Tuesday, March 28, 2017

My JavaScript Module experiments - CSS

This post is continuation of my JavaScript module experiments series with Webpack. Earlier posts below.

1 My JavaScript Module experiments
2 My JavaScript Module experiments - CI & CD
3 My JavaScript Module experiments - CSS

This post assumes the basic knowledge about NodeJS, NPM, Webpack such as its config file and require mechanism.

Should we bundle css?

It really depends. 

Traditional CSS development

If we take the scenario of simple web site development, we may not need bundling provided entire CSS is in single file. But that is not at all the scenario right now. We need the sites responsive and for that we may have to add dedicated styles for different screen resolutions. One way is to write everything in the same css or separated files loaded on demand. But keeping in different files and downloading all to client and deciding which to use will slow down the performance. Because it needs more http file requests. Keeping in separate files is easy in terms of maintaining. Normally the decision to what style needs to be applied is taken at client side based on the screen size. It will be overhead to request the css for different sizes when the user resize the browser window. So it is better to bundle the css for different sizes at server and download as one file. 

Modern CSS

Modern CSS means writing CSS with the help higher level languages such as LESS or SASS. They help us to write less reusable code and get things done. Since the poor browser cannot understand this LESS or SASS languages, we have to convert to CSS. That process is called transpilation. Here there are chances that some styles will be in pure CSS, some in LESS and some in SASS. As we have to convert to CSS and refer into the application, it is better to bundle the outputs to one css file and refer same.

HTML component

Another scenario is development of web components or on-demand view development. In those scenarios we don't have to keep entire CSS in single place and refer from the beginning. We have to bundle the css along with the JavaScript component which only loaded when needed.

Webpack and CSS

Now lets see how the Webpack and CSS works together. 3 different scenarios are listed below to understand at the simplest level. To keep it simple no other things like ECMA 6 or TypeScript is used.

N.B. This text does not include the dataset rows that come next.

//! Response handlers: executable response pipelines.
//!
//! # Data Flow
//! ```text
//! ResponseDescription
//!     → composer.rs (fixed slot order: resource, status, headers,
//!                    latency, cookies, proxy)
//!         → resource::ResourceResolver
//!         → builders.rs (status, headers, cookies, latency)
//!         → proxy::ProxyBuilder
//!     → ResponseHandler (Single | Composite)
//!
//! Per request:
//!     Request<Bytes> → ResponseContext (context.rs)
//!         → ResponseHandler::apply (children in order)
//!         → ResponseContext::finish (latency deadline)
//!         → Response<Body>
//! ```
//!
//! # Design Decisions
//! - Handler trees are immutable and shared read-only across requests
//! - Composite application is sequential, never short-circuits on success
//! - A failing child aborts the pass; earlier mutations are not undone but
//!   the half-built response is dropped

pub mod builders;
pub mod composer;
pub mod context;

use std::time::Duration;

use axum::body::{Body, Bytes};
use axum::http::{header, HeaderName, HeaderValue, Request, Response, StatusCode};
use futures_util::future::BoxFuture;
use tokio::time::Instant;

use crate::error::{error_chain, ResponseError};
use crate::observability::metrics;
use crate::proxy::ProxyHandler;
use crate::resource::Resource;

pub use composer::HandlerComposer;
pub use context::{ResponseContext, X_REQUEST_ID};

/// One mutation of the response under construction.
#[derive(Debug, Clone)]
pub enum Modifier {
    /// Replace the body with the resource content.
    Content(Resource),
    /// Set the status code.
    Status(StatusCode),
    /// Set one header, replacing earlier values of the same name.
    Header(HeaderName, HeaderValue),
    /// Append one `Set-Cookie` line.
    Cookie { name: String, value: HeaderValue },
    /// Do not finalize before the delay has elapsed.
    Latency(Duration),
    /// Produce the response from an upstream.
    Proxy(ProxyHandler),
}

impl Modifier {
    async fn apply(&self, ctx: &mut ResponseContext) -> Result<(), ResponseError> {
        match self {
            Modifier::Content(resource) => {
                let content = resource.read(ctx)?;
                ctx.set_body(content);
            }
            Modifier::Status(status) => ctx.set_status(*status),
            Modifier::Header(name, value) => ctx.insert_header(name.clone(), value.clone()),
            Modifier::Cookie { value, .. } => ctx.append_header(header::SET_COOKIE, value.clone()),
            Modifier::Latency(delay) => ctx.delay_at_least(*delay),
            Modifier::Proxy(proxy) => proxy.apply(ctx).await?,
        }
        Ok(())
    }
}

/// Executable response pipeline.
#[derive(Debug, Clone)]
pub enum ResponseHandler {
    Single(Modifier),
    /// Children applied in order to the same context.
    Composite(Vec<ResponseHandler>),
}

impl ResponseHandler {
    /// Wrap `children`, returning a lone child unwrapped.
    pub fn all(mut children: Vec<ResponseHandler>) -> ResponseHandler {
        if children.len() == 1 {
            if let Some(only) = children.pop() {
                return only;
            }
        }
        ResponseHandler::Composite(children)
    }

    /// Apply this handler to `ctx`.
    pub fn apply<'a>(
        &'a self,
        ctx: &'a mut ResponseContext,
    ) -> BoxFuture<'a, Result<(), ResponseError>> {
        Box::pin(async move {
            match self {
                ResponseHandler::Single(modifier) => modifier.apply(ctx).await,
                ResponseHandler::Composite(children) => {
                    for child in children {
                        child.apply(ctx).await?;
                    }
                    Ok(())
                }
            }
        })
    }

    /// Answer `request`.
    pub async fn respond(&self, request: Request<Bytes>) -> Result<Response<Body>, ResponseError> {
        self.respond_with(ResponseContext::new(request)).await
    }

    /// Answer the request held by a prepared context.
    pub async fn respond_with(&self, mut ctx: ResponseContext) -> Result<Response<Body>, ResponseError> {
        let start = Instant::now();
        let request_id = ctx.request_id().to_string();

        if let Err(e) = self.apply(&mut ctx).await {
            tracing::error!(
                request_id = %request_id,
                error = %error_chain(&e),
                "Failed to construct response"
            );
            metrics::record_construction_failure(e.kind());
            return Err(e);
        }

        let response = ctx.finish().await;
        tracing::debug!(
            request_id = %request_id,
            status = %response.status(),
            elapsed = ?start.elapsed(),
            "Response constructed"
        );
        metrics::record_response(response.status().as_u16(), start);
        Ok(response)
    }

    /// Number of modifiers in the tree.
    pub fn len(&self) -> usize {
        match self {
            ResponseHandler::Single(_) => 1,
            ResponseHandler::Composite(children) => children.iter().map(Self::len).sum(),
        }
    }

    pub fn is_empty(&self) -> bool {
        self.len() == 0
    }
}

Simple scenario - webpack and css

Here we are simply going to require .css files from JavaScript to get it available in the html. Below are the steps
  • Import the npm packages named css-loader & style-loader. These are the Webpack specific NPM packages to process .css . The first one is to recognize the .css file and other is to load the .css as <style> tag.
  • Modify the webpack.config.js file to have loader. For syntax refer to the sample given below
  • Add require statements in to the JavaScript file
    • require('./stylesheet.css');
Below is the link to sample.

To run the sample. 
  • Make sure there is NodeJS and NPM
  • Clone the repo to the local machine
  • Open NodeJS command prompt and navigate to the \ECMA-CSS folder
  • run 'npm install' command to download dependencies.
  • run 'webpack' command.
    • If the webpack is not available at system level, '.\node_modules\.bin\webpack' is required
  • This will produce bundle.js file
  • Just run the index.html file from file system. Make sure there are permissions to run JavaScript from local file
When running we can see that there are <style> tags added to the <head> which are not present in index.html file. Those are added by the style loader at runtime.

Combined css

Injecting <style> at runtime is not a good solution. Better is to have a final combined css file. The below sample shows that mechanism using one more npm package called 'extract-text-webpack-plugin'. Since the sample uses webpack 1, the version of 'extract-text-webpack-plugin' should be 1.0.1.

Here the index.html is referring to a style file called bundle.css which is not there in repository. When this sample is run using the same steps mentioned for above previous scenario, the bundle.css will be created by Webpack. Once that file is present, we can run the index.html as usual.

The bundling of multiple css files to one is done by using ExtractTextPlugin configured in webpack.config.js file and here we don't need the style-loader.

CSS & LESS together

This is the next level where we mix plain .css with advanced .less file and finally produce combined .css file. Sample is available in the below location.

In this sample, instead of earlier childstylesheet.css, childstylesheet.LESS is used. The npm packages used are less, and less-loader for compiling .less files and to load the same respectively. The webpack.config.js also modified to tell how to handle the .less files and to combine using ExtractTextPlugin.

During the compilation the .LESS file will be compiled to .css and then combined with other .css file to produce bundle.css file.